[DATASET EXTRACT]

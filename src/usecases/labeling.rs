//! Outcome Labeling - Training Rows from Final Scores
//!
//! Marks each normalized bet as won or lost using the schedule's final
//! scores. The rows feed model training, which happens outside this crate.

use std::collections::HashMap;

use tracing::{instrument, warn};

use crate::domain::bet::BetCandidate;
use crate::domain::error::EngineResult;
use crate::domain::teams::TeamReference;
use crate::ports::repository::LabeledBet;
use crate::ports::schedule::{ScheduleTable, ScheduledGame};

/// Price above which the placeholder rule counts a bet as won.
const PLACEHOLDER_PRICE_THRESHOLD: f64 = 1.5;

/// Label candidates with their outcome.
///
/// With both score columns present, a bet wins when its team is the home
/// team and the home score is higher, or the visitor and the visitor score
/// is higher; anything else (unknown team, unscored game) is a loss.
/// Without score columns the placeholder rule `price > 1.5` is used.
#[instrument(skip_all, fields(candidates = candidates.len()))]
pub fn label_outcomes(
  candidates: &[BetCandidate],
  schedule: &ScheduleTable,
  teams: &TeamReference,
) -> EngineResult<Vec<LabeledBet>> {
  if !schedule.has_scores() {
    warn!("Schedule has no score columns, labeling with placeholder price rule");
    return Ok(
      candidates
        .iter()
        .map(|c| LabeledBet {
          candidate: c.clone(),
          winning: u8::from(c.price > PLACEHOLDER_PRICE_THRESHOLD),
        })
        .collect(),
    );
  }

  let games: HashMap<String, ScheduledGame> = schedule
    .games()?
    .into_iter()
    .map(|g| (g.game_id.clone(), g))
    .collect();
  let names = teams.id_to_full_name();

  Ok(
    candidates
      .iter()
      .map(|c| {
        let won = games.get(&c.game_id).is_some_and(|g| {
          let home_score = g.home_score.unwrap_or(0.0);
          let visitor_score = g.visitor_score.unwrap_or(0.0);
          let home_name = g.home_team_id.and_then(|id| names.get(&id).copied());
          let visitor_name = names.get(&g.visitor_team_id).copied();
          if home_name == Some(c.team.as_str()) {
            home_score > visitor_score
          } else if visitor_name == Some(c.team.as_str()) {
            visitor_score > home_score
          } else {
            false
          }
        });
        LabeledBet {
          candidate: c.clone(),
          winning: u8::from(won),
        }
      })
      .collect(),
  )
}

[/DATASET EXTRACT]

PROMPT — All of the entries are to be transcribed exactly.

ANSWER BOX —
filename src/usecases/labeling.rs
//! Outcome Labeling - Training Rows from Final Scores
//!
//! Marks each normalized bet as won or lost using the schedule's final
//! scores. The rows feed model training, which happens outside this crate.

use std::collections::HashMap;

use tracing::{instrument, warn};

use crate::domain::bet::BetCandidate;
use crate::domain::error::EngineResult;
use crate::domain::teams::TeamReference;
use crate::ports::repository::LabeledBet;
use crate::ports::schedule::{ScheduleTable, ScheduledGame};

/// Price above which the placeholder rule counts a bet as won.
const PLACEHOLDER_PRICE_THRESHOLD: f64 = 1.5;

/// Label candidates with their outcome.
///
/// With both score columns present, a bet wins when its team is the home
/// team and the home score is higher, or the visitor and the visitor score
/// is higher; anything else (unknown team, unscored game) is a loss.
/// Without score columns the placeholder rule `price > 1.5` is used.
#[instrument(skip_all, fields(candidates = candidates.len()))]
pub fn label_outcomes(
  candidates: &[BetCandidate],
  schedule: &ScheduleTable,
  teams: &TeamReference,
) -> EngineResult<Vec<LabeledBet>> {
  if !schedule.has_scores() {
    warn!("Schedule has no score columns, labeling with placeholder price rule");
    return Ok(
      candidates
        .iter()
        .map(|c| LabeledBet {
          candidate: c.clone(),
          winning: u8::from(c.price > PLACEHOLDER_PRICE_THRESHOLD),
        })
        .collect(),
    );
  }

  let games: HashMap<String, ScheduledGame> = schedule
    .games()?
    .into_iter()
    .map(|g| (g.game_id.clone(), g))
    .collect();
  let names = teams.id_to_full_name();

  Ok(
    candidates
      .iter()
      .map(|c| {
        let won = games.get(&c.game_id).is_some_and(|g| {
          let home_score = g.home_score.unwrap_or(0.0);
          let visitor_score = g.visitor_score.unwrap_or(0.0);
          let home_name = g.home_team_id.and_then(|id| names.get(&id).copied());
          let visitor_name = names.get(&g.visitor_team_id).copied();
          if home_name == Some(c.team.as_str()) {
            home_score > visitor_score
          } else if visitor_name == Some(c.team.as_str()) {
            visitor_score > home_score
          } else {
            false
          }
        });
        LabeledBet {
          candidate: c.clone(),
          winning: u8::from(won),
        }
      })
      .collect(),
  )
}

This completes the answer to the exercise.